No horse has prevailed with top weight since Red Rum defied 12 stone in 1974. Opinion is divided on whether The Druids Nephew would have beaten Many Clouds last year but for falling at the fifth-last fence when in the lead. Saddled by a young trainer, Bath-based Neil Mulholland, the nine-year-old bay gelding has been targeted at the 2016 Grand National ever since and will be produced in mint condition.

However, for the winner, the suggestion is The Last Samuri, a horse that left The Druids Nephew toiling in his wake when winning at Doncaster last month. This strikingly progressive eight year old is owned by Paul and Clare Rooney, who are relatively recent arrivals to the sport of kings. They also own champion jockey-elect Richard Johnson’s ride Kruzhlinin, but The Last Samuri flaunts stronger credentials.

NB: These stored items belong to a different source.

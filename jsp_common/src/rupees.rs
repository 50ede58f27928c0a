use std::{
    fmt::Display,
    iter::Sum,
    ops::{Add, Mul, Sub},
};

use serde::{Deserialize, Serialize};
use sqlx::Type;
use thiserror::Error;

use crate::op;

pub const INR_CURRENCY_CODE: &str = "INR";

/// Number of paise in one rupee. Razorpay expresses all amounts in paise on the wire.
const PAISE_PER_RUPEE: i64 = 100;

//--------------------------------------      Rupees       -----------------------------------------------------------
/// A whole-rupee amount. Service fees are quoted in whole rupees; [`Rupees::to_paise`] converts to the
/// gateway's minor unit at the wire boundary.
#[derive(Debug, Clone, Copy, Default, Type, Ord, PartialOrd, Serialize, Deserialize)]
#[sqlx(transparent)]
#[serde(transparent)]
pub struct Rupees(i64);

op!(binary Rupees, Add, add);
op!(binary Rupees, Sub, sub);

impl Mul<i64> for Rupees {
    type Output = Self;

    fn mul(self, rhs: i64) -> Self::Output {
        Self::from(self.value() * rhs)
    }
}

impl Sum for Rupees {
    fn sum<I: Iterator<Item = Self>>(iter: I) -> Self {
        iter.fold(Self::default(), Add::add)
    }
}

#[derive(Debug, Clone, Error)]
#[error("Value cannot be represented in rupees: {0}")]
pub struct RupeesConversionError(String);

impl From<i64> for Rupees {
    fn from(value: i64) -> Self {
        Self(value)
    }
}

impl PartialEq for Rupees {
    fn eq(&self, other: &Self) -> bool {
        self.0 == other.0
    }
}

impl Eq for Rupees {}

impl TryFrom<u64> for Rupees {
    type Error = RupeesConversionError;

    fn try_from(value: u64) -> Result<Self, Self::Error> {
        if value > i64::MAX as u64 {
            Err(RupeesConversionError(format!("Value {} is too large to convert to Rupees", value)))
        } else {
            #[allow(clippy::cast_possible_wrap)]
            Ok(Self(value as i64))
        }
    }
}

impl Display for Rupees {
    fn fmt(&self, f: &mut std::fmt::Formatter<'_>) -> std::fmt::Result {
        write!(f, "₹{}", self.0)
    }
}

impl Rupees {
    pub fn value(&self) -> i64 {
        self.0
    }

    pub fn is_positive(&self) -> bool {
        self.0 > 0
    }

    /// The amount in the gateway's minor currency unit.
    pub fn to_paise(&self) -> i64 {
        self.0 * PAISE_PER_RUPEE
    }

    /// Converts a gateway amount in paise back into whole rupees. Errors if the amount is not a
    /// whole-rupee multiple.
    pub fn from_paise(paise: i64) -> Result<Self, RupeesConversionError> {
        if paise % PAISE_PER_RUPEE != 0 {
            return Err(RupeesConversionError(format!("{paise} paise is not a whole number of rupees")));
        }
        Ok(Self(paise / PAISE_PER_RUPEE))
    }
}
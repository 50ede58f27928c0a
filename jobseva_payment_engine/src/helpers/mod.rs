mod payment_signature;

pub use payment_signature::{sign_payment, signature_message, verify_payment_signature};
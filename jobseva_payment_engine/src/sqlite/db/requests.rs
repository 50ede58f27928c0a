use log::{debug, warn};
use sqlx::SqliteConnection;

use crate::{
    db_types::{FulfillmentRequest, FulfillmentStatus, NewFulfillmentRequest, OrderId, PaymentId},
    traits::LedgerError,
};

const REQUEST_COLUMNS: &str = "id, order_id, payment_id, job_id, job_title, payer_email, payer_name, payer_phone, \
                               amount, status, created_at, updated_at";

/// The compare-and-create write at the heart of the ledger. The insert is conditioned on the
/// unique `(order_id, payment_id)` index rather than a prior read, so concurrent verification
/// attempts for the same payment can never both create a request. Returns the request for the pair
/// and true iff this call created it.
pub async fn conditional_insert(
    request: NewFulfillmentRequest,
    conn: &mut SqliteConnection,
) -> Result<(FulfillmentRequest, bool), LedgerError> {
    let result = sqlx::query(
        r#"
            INSERT INTO fulfillment_requests
                (order_id, payment_id, job_id, job_title, payer_email, payer_name, payer_phone, amount)
            VALUES ($1, $2, $3, $4, $5, $6, $7, $8)
            ON CONFLICT (order_id, payment_id) DO NOTHING
        "#,
    )
    .bind(&request.order_id)
    .bind(&request.payment_id)
    .bind(&request.job_id)
    .bind(&request.job_title)
    .bind(&request.payer.email)
    .bind(&request.payer.name)
    .bind(&request.payer.phone)
    .bind(request.amount)
    .execute(&mut *conn)
    .await?;
    let created = result.rows_affected() > 0;
    if !created {
        debug!(
            "🗃️ A fulfillment request for ({}, {}) already exists. Returning it unchanged.",
            request.order_id, request.payment_id
        );
    }
    let request = fetch_request_for_payment(&request.order_id, &request.payment_id, conn).await?.ok_or_else(|| {
        LedgerError::ReadBackError(format!(
            "fulfillment request for ({}, {}) vanished after insert",
            request.order_id, request.payment_id
        ))
    })?;
    Ok((request, created))
}

pub async fn fetch_request_for_payment(
    order_id: &OrderId,
    payment_id: &PaymentId,
    conn: &mut SqliteConnection,
) -> Result<Option<FulfillmentRequest>, LedgerError> {
    let query = format!(
        "SELECT {REQUEST_COLUMNS} FROM fulfillment_requests WHERE order_id = $1 AND payment_id = $2 LIMIT 1"
    );
    let request = sqlx::query_as::<_, FulfillmentRequest>(&query)
        .bind(order_id)
        .bind(payment_id)
        .fetch_one(&mut *conn)
        .await;
    match request {
        Err(sqlx::Error::RowNotFound) => Ok(None),
        Err(e) => Err(e.into()),
        Ok(r) => Ok(Some(r)),
    }
}

pub async fn fetch_request_by_id(
    id: i64,
    conn: &mut SqliteConnection,
) -> Result<Option<FulfillmentRequest>, LedgerError> {
    let query = format!("SELECT {REQUEST_COLUMNS} FROM fulfillment_requests WHERE id = $1");
    let request = sqlx::query_as::<_, FulfillmentRequest>(&query).bind(id).fetch_one(&mut *conn).await;
    match request {
        Err(sqlx::Error::RowNotFound) => Ok(None),
        Err(e) => Err(e.into()),
        Ok(r) => Ok(Some(r)),
    }
}

/// Applies a status transition after validating it against the allowed-transition table. The
/// update is guarded on the status the decision was made against, so a concurrent transition
/// surfaces as an error instead of silently overwriting.
pub async fn advance_status(
    id: i64,
    new_status: FulfillmentStatus,
    conn: &mut SqliteConnection,
) -> Result<FulfillmentRequest, LedgerError> {
    let request = fetch_request_by_id(id, &mut *conn).await?.ok_or(LedgerError::RequestNotFound(id))?;
    if !request.status.can_transition_to(new_status) {
        warn!("🗃️ Rejecting fulfillment status transition {} → {new_status} for request #{id}", request.status);
        return Err(LedgerError::InvalidStatusTransition { from: request.status, to: new_status });
    }
    let result = sqlx::query(
        "UPDATE fulfillment_requests SET status = $1, updated_at = CURRENT_TIMESTAMP WHERE id = $2 AND status = $3",
    )
    .bind(new_status)
    .bind(id)
    .bind(request.status)
    .execute(&mut *conn)
    .await?;
    if result.rows_affected() == 0 {
        // Lost a race with another transition; report against the status that is now current.
        let current = fetch_request_by_id(id, &mut *conn).await?.ok_or(LedgerError::RequestNotFound(id))?;
        return Err(LedgerError::InvalidStatusTransition { from: current.status, to: new_status });
    }
    debug!("🗃️ Fulfillment request #{id} moved from {} to {new_status}", request.status);
    fetch_request_by_id(id, conn)
        .await?
        .ok_or_else(|| LedgerError::ReadBackError(format!("fulfillment request #{id} vanished after update")))
}
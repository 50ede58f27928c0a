use rand::{distributions::Alphanumeric, Rng};

/// Generates a receipt identifier for a new gateway order, e.g. `jsr_k3t9vq2m81az`. Receipts only
/// need to be unique enough for dashboard reconciliation; they carry no security weight.
pub fn new_receipt_id() -> String {
    let suffix: String =
        rand::thread_rng().sample_iter(&Alphanumeric).take(12).map(|c| (c as char).to_ascii_lowercase()).collect();
    format!("jsr_{suffix}")
}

Victory for either horse would be hard felt by Grand National royalty, as Donald McCain (son of Red Rum’s trainer Ginger McCain)—who saddled Ballabriggs to win in 2011—trained both horses until the Rooneys removed their large string from him last year. The Last Samuri now runs from the Cotswolds stable of Kim Bailey, who won the 1990 Grand National with Mr Frisk. A reprise, 26 years on, is eminently possible. That’s the theory, anyway.